## Your task
Check each line of the records below for the string "dimensionality", then state how many lines contain it, with no other output.

↓

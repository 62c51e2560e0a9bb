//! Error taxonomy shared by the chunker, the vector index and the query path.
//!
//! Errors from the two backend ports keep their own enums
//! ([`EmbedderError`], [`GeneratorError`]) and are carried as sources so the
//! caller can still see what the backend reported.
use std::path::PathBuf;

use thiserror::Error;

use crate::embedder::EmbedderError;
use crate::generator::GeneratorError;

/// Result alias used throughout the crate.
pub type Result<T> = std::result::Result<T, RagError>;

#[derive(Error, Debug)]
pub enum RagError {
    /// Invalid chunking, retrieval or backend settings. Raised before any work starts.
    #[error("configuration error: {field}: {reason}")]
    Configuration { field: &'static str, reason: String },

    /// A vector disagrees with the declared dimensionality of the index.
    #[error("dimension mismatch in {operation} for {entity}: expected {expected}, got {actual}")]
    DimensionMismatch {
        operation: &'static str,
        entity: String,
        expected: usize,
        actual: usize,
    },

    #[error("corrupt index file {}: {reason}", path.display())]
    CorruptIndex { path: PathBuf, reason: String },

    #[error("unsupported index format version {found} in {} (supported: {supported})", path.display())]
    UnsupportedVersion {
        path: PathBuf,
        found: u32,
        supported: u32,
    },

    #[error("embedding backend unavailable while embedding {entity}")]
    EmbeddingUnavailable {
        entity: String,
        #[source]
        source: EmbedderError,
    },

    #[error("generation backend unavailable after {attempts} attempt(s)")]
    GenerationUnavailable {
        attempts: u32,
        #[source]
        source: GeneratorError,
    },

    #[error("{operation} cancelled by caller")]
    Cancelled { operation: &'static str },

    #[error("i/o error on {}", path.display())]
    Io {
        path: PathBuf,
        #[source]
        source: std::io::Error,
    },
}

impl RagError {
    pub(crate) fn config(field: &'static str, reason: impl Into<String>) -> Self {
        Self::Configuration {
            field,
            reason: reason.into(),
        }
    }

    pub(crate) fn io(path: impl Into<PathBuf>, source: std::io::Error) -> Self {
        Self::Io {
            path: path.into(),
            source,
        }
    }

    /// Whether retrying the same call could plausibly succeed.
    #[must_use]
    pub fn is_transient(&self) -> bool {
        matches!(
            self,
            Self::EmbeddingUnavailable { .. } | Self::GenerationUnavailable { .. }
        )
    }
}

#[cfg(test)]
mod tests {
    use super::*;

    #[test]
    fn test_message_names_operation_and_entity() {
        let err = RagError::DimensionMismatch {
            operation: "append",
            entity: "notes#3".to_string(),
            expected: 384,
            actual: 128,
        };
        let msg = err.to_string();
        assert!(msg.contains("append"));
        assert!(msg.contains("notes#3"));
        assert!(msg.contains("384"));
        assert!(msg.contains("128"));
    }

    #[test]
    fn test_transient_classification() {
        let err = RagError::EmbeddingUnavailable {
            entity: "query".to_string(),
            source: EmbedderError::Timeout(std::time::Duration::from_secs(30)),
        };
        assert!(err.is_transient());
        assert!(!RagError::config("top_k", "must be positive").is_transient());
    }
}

↑
↓

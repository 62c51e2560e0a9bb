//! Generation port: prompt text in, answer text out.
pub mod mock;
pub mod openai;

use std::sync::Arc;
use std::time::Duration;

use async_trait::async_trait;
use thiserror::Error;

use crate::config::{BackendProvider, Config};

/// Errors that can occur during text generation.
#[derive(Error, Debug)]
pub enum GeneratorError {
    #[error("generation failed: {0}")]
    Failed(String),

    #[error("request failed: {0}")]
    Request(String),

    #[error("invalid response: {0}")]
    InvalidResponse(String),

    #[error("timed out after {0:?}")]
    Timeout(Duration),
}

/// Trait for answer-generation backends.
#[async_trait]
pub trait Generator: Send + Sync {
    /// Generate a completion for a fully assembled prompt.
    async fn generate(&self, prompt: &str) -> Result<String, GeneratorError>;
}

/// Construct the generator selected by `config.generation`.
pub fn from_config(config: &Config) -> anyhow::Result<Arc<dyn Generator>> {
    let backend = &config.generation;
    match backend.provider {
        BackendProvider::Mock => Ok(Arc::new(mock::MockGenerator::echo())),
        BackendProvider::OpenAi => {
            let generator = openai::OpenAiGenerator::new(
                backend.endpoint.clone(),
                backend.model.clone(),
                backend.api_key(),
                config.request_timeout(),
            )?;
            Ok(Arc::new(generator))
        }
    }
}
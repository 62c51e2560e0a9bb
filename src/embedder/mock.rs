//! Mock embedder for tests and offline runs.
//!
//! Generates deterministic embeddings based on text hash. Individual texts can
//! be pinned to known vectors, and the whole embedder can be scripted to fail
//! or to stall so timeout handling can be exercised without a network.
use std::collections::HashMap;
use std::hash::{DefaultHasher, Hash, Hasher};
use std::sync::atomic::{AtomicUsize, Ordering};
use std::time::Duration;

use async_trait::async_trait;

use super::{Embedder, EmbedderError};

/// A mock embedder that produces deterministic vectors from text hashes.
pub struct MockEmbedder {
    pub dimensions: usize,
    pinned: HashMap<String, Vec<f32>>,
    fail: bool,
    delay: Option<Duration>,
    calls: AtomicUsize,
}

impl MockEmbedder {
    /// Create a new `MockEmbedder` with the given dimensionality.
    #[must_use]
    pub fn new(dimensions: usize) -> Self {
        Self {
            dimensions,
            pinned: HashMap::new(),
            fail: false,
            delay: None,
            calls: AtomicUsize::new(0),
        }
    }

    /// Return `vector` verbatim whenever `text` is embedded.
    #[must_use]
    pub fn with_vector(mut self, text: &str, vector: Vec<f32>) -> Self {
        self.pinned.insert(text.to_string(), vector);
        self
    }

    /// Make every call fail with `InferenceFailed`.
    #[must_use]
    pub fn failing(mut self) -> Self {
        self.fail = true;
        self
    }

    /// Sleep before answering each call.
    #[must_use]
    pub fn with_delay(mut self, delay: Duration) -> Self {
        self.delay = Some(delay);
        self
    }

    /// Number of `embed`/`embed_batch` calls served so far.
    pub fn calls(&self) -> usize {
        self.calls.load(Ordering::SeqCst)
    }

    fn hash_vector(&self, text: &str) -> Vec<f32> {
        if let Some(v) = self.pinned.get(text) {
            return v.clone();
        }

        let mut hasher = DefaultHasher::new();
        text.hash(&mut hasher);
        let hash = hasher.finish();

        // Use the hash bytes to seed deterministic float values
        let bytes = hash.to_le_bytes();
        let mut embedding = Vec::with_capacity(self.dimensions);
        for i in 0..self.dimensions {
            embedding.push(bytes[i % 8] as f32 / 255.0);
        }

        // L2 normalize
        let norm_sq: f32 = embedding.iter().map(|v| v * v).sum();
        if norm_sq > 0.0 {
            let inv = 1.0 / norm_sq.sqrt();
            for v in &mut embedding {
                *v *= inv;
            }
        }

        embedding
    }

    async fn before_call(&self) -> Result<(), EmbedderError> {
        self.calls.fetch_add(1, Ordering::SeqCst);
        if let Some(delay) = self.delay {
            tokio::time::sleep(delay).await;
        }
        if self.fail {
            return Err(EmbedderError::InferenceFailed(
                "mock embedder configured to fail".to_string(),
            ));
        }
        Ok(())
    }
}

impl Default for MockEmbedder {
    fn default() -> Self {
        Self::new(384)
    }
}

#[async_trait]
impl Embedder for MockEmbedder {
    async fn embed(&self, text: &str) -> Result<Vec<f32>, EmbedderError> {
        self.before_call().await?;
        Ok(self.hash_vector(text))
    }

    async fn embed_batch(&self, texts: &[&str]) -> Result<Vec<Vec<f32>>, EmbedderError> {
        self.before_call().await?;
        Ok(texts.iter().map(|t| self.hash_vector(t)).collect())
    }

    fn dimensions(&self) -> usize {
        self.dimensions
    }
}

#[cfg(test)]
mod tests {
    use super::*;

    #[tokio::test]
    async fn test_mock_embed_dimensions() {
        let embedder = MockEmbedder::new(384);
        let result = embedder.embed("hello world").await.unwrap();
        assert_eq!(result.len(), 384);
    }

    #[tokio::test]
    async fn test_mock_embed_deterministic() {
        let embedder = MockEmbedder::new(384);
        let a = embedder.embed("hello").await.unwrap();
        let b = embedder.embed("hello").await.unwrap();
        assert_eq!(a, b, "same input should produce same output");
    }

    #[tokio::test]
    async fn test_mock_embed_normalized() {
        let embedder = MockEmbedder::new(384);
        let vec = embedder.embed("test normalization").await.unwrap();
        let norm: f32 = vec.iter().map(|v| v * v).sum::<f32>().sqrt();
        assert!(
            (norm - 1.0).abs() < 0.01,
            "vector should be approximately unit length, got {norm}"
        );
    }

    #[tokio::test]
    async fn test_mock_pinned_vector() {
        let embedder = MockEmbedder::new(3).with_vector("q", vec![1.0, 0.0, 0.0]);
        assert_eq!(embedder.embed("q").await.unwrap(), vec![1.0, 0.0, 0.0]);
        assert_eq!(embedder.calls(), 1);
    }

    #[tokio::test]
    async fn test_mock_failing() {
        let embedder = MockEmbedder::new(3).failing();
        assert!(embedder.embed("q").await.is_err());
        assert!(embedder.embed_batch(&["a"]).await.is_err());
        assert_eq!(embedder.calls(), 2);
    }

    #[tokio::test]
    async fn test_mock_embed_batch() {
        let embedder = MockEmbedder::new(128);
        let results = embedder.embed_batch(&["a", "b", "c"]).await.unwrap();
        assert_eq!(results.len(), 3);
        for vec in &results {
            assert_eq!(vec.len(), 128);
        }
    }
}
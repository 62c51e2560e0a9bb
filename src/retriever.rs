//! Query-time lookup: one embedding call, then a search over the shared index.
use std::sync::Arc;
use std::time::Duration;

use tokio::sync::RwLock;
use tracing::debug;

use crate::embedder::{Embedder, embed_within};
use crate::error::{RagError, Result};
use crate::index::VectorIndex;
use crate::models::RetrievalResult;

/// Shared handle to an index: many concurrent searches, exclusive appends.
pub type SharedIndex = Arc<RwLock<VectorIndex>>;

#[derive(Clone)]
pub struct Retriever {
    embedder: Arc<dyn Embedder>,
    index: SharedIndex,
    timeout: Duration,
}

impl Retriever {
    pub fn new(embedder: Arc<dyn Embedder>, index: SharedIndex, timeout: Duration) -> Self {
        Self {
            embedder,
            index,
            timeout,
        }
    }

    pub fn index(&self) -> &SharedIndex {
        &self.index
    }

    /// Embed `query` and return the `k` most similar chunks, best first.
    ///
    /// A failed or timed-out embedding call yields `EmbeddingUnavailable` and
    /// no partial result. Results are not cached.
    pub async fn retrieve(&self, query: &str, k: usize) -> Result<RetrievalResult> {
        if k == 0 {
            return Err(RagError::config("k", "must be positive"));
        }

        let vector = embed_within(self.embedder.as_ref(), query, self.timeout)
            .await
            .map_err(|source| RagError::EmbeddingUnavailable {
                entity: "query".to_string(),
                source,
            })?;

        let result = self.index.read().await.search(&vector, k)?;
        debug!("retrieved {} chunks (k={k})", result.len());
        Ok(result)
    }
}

↑
↓

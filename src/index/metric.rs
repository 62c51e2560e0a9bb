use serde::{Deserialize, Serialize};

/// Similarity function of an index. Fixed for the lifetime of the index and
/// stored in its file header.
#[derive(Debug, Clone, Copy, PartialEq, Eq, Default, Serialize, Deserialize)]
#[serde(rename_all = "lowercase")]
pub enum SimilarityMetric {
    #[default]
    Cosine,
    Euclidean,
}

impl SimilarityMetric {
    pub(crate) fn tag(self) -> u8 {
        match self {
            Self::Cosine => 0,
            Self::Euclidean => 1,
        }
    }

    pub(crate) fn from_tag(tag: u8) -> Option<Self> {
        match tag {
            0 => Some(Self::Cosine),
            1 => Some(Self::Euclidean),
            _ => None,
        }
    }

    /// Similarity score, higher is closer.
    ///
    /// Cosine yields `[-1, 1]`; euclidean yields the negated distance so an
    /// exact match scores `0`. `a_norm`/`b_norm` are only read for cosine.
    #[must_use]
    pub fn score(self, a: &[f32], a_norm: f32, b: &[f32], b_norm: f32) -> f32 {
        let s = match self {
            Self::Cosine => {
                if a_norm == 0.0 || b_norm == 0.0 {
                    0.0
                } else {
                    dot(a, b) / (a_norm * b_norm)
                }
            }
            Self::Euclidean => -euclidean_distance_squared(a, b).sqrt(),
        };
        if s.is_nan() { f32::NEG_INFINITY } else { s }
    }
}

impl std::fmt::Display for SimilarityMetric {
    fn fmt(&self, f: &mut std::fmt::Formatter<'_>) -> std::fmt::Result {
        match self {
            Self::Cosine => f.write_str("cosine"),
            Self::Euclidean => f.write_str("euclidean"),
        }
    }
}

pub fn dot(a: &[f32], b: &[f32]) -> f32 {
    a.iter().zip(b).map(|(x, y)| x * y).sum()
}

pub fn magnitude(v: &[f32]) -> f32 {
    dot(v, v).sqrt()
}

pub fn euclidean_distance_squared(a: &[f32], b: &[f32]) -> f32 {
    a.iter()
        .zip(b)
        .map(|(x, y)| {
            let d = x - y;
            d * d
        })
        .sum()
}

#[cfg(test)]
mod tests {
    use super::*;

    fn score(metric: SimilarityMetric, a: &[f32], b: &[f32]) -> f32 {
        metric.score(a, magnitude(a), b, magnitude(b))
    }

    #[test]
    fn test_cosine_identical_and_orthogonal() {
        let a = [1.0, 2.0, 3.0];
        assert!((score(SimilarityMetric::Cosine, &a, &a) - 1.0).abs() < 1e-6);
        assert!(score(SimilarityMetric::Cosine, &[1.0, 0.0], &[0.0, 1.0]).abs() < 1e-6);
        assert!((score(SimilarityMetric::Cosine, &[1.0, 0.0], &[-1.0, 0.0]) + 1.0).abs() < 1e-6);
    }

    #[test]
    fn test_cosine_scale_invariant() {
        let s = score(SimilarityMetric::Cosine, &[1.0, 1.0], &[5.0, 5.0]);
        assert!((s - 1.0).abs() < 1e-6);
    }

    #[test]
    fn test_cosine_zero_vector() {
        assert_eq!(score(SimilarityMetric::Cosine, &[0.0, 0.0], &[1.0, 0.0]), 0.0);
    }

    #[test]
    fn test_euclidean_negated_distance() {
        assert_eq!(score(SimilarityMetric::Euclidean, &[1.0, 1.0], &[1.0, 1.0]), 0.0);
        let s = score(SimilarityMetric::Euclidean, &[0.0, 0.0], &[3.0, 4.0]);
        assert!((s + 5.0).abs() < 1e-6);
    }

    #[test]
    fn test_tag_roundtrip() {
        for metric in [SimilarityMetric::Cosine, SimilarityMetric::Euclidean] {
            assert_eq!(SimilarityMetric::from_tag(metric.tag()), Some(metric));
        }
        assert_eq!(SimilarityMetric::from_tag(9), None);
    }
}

↑

## Exercise solution
2